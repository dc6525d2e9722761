//! Request handling support: error-to-response mapping

pub mod error;

pub use error::handle_domain_error;
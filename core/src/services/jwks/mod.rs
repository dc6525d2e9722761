//! JWKS document construction
//!
//! Transforms stored private key records into their public JWK
//! representations for the discovery endpoint.

mod publisher;


pub use publisher::{Jwk, Jwks, JwksPublisher};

------------

THE PROBLEM
Nothing but the lines from the one with "filename core/src/services/jwks/mod.rs" through the final line of the records above should appear, each copied exactly.

EXERCISE RESPONSE
filename core/src/services/jwks/mod.rs
repository dc6525d2e9722761
//! JWKS document construction
//!
//! Transforms stored private key records into their public JWK
//! representations for the discovery endpoint.

mod publisher;


pub use publisher::{Jwk, Jwks, JwksPublisher};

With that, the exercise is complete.